By working closely with their ingredient suppliers, tablet manufacturers can successfully change a formulation from a synthetic binder to natural or organic ingredients.


Replacing synthetic binders

Binders give cohesion to the loose particles or granules in a tablet formulation. This ensures that the tablet remains intact after compression. To replace conventional binders such as HPC, MCC, and PVP, a natural binder must be able to produce tablets with the same mechanical strength and release properties. Table 1 shows some starches, gums, mucilages, and dried fruits that have binding capacity as well as other characteristics, such as filler and disintegrant properties, and that could be used as alternatives to synthetic binders.

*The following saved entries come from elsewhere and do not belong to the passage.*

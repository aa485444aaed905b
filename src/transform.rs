//! Transform delegate interface (consumed from the application layer,
//! spec §6): an optional hook the manager (C6) consults before and
//! after a successful download.

use crate::codec::DecodedImage;

/// Application-supplied hook for gating and post-processing downloads.
/// Both methods run on the transform executor (a blocking-pool task),
/// never on the main or IO executors.
pub trait TransformDelegate: Send + Sync {
    /// Whether a download should even be attempted for `url`. Consulted
    /// only on a cache miss; absence of a delegate behaves as `true`.
    fn should_download_for(&self, url: &str) -> bool {
        let _ = url;
        true
    }

    /// Transforms a freshly downloaded image before it's stored and
    /// delivered. Returning the input unchanged is a valid transform;
    /// the manager compares by pointer identity (`Arc::ptr_eq`) to
    /// decide whether the persisted bytes need recalculating.
    fn transform_downloaded(&self, image: DecodedImage, url: &str) -> DecodedImage {
        let _ = url;
        image
    }
}

#[cfg(any(test, feature = "test-util"))]
pub mod test_double {
    use super::*;

    /// A transform delegate that inverts every pixel's RGB channels,
    /// for asserting that the manager's transform path actually runs.
    pub struct InvertingDelegate {
        pub allow_downloads: bool,
    }

    impl TransformDelegate for InvertingDelegate {
        fn should_download_for(&self, _url: &str) -> bool {
            self.allow_downloads
        }

        fn transform_downloaded(&self, image: DecodedImage, _url: &str) -> DecodedImage {
            image.inverted()
        }
    }
}
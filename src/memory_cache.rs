//! Memory tier (C2): a bounded, cost-weighted store of decoded images.

use moka::sync::Cache;

use crate::codec::DecodedImage;
use crate::key::Key;

/// Bounded associative store from [`Key`] to [`DecodedImage`], evicting
/// by total cost and/or entry count.
///
/// Backed by `moka::sync::Cache`, whose weigher implements the
/// cost-based ceiling and whose built-in TinyLFU-derived eviction policy
/// stands in for spec §4.2's "implementation-defined policy biased
/// toward older/least-valuable entries" --- moka evicts the least
/// recently/frequently used entry first, which satisfies that bias
/// without this crate hand-rolling an LRU.
#[derive(Clone)]
pub struct MemoryCache {
    entries: Cache<Key, DecodedImage>,
    count_limit: u64,
}

impl MemoryCache {
    /// `max_cost` and `max_count` of `0` mean unlimited, per spec §6.
    pub fn new(max_cost: u64, max_count: u64) -> Self {
        let mut builder = Cache::builder();
        if max_cost > 0 {
            builder = builder.weigher(|_key: &Key, image: &DecodedImage| {
                image.cache_cost().min(u32::MAX as u64) as u32
            });
            builder = builder.max_capacity(max_cost);
        } else if max_count > 0 {
            builder = builder.max_capacity(max_count);
        }

        Self { entries: builder.build(), count_limit: max_count }
    }

    /// Non-blocking read; never triggers eviction or I/O.
    pub fn get(&self, key: &str) -> Option<DecodedImage> {
        self.entries.get(key)
    }

    /// Inserts `image` under `key`, costed per [`DecodedImage::cache_cost`].
    /// May evict other entries to stay within the configured ceilings.
    pub fn put(&self, key: Key, image: DecodedImage) {
        self.entries.insert(key, image);
        self.enforce_count_limit();
    }

    pub fn remove(&self, key: &str) {
        self.entries.remove(key);
    }

    /// Flushes the entire contents. Wired to the process memory-pressure
    /// signal (see [`crate::manager::MemoryPressureSource`]).
    pub fn remove_all(&self) {
        self.entries.invalidate_all();
        self.entries.run_pending_tasks();
    }

    /// Approximate entry count (moka's internal counters are eventually
    /// consistent; `run_pending_tasks` forces a sync point for tests).
    pub fn len(&self) -> u64 {
        self.entries.run_pending_tasks();
        self.entries.entry_count()
    }

    pub fn is_empty(&self) -> bool {
        self.len() == 0
    }

    fn enforce_count_limit(&self) {
        if self.count_limit == 0 {
            return;
        }
        self.entries.run_pending_tasks();
        while self.entries.entry_count() > self.count_limit {
            let Some(victim) = self.entries.iter().map(|(k, _)| k).next() else { break };
            self.entries.remove(victim.as_str());
            self.entries.run_pending_tasks();
        }
    }
}
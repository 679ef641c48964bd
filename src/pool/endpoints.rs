//! Route handler for the shared pool summary.

use axum::{
    Json,
    extract::{Query, State},
};
use serde::Deserialize;

use crate::{
    AppState, Error,
    period::Month,
    pool::{SharedPoolSummary, get_shared_pool_summary},
};

/// Query parameters for the pool summary.
#[derive(Debug, Deserialize)]
pub struct SummaryQuery {
    /// Defaults to the current month.
    pub month: Option<Month>,
}

/// A route handler for the shared pool summary of a month.
pub async fn get_pool_summary_endpoint(
    State(state): State<AppState>,
    Query(query): Query<SummaryQuery>,
) -> Result<Json<SharedPoolSummary>, Error> {
    let month = match query.month {
        Some(month) => month,
        None => state.current_month()?,
    };

    let connection = state.connection()?;

    get_shared_pool_summary(month, &connection).map(Json)
}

By working closely with their ingredient suppliers, tablet manufacturers can successfully change a formulation from a synthetic binder to natural or organic ingredients. A natural ingredient cannot replace a synthetic ingredient 1:1, however. Users usually must add several natural raw materials in different concentrations to a formulation to achieve the desired binding properties. Customer-specific premixes made from various certified natural raw materials, on the other hand, can simplify development, handling, and the manufacturing process.

Natural disintegrants

Disintegrants are substances or mixtures of substances formulators add to a formulation to increase the dispersion or breakup of tablets and capsules into smaller particles for fast dissolution. Popular synthetic superdisintegrants include crosslinked PVP, MCC, croscarmellose sodium, and sodium starch glycolate, all of which are chemical-sounding names that are unsuitable for clean label products. More natural sounding raw materials that can act as disintegrants include: mucilage of ispaghula or psyllium husks, cress, gum karaya, fenugreek seed and gum of locust bean, chitin and chitosan, gellan, agar, alginates, oat fiber, xanthan, cucurbita maxima pulp powder, hibiscus rosasinensis Linn, and mango peel pectin.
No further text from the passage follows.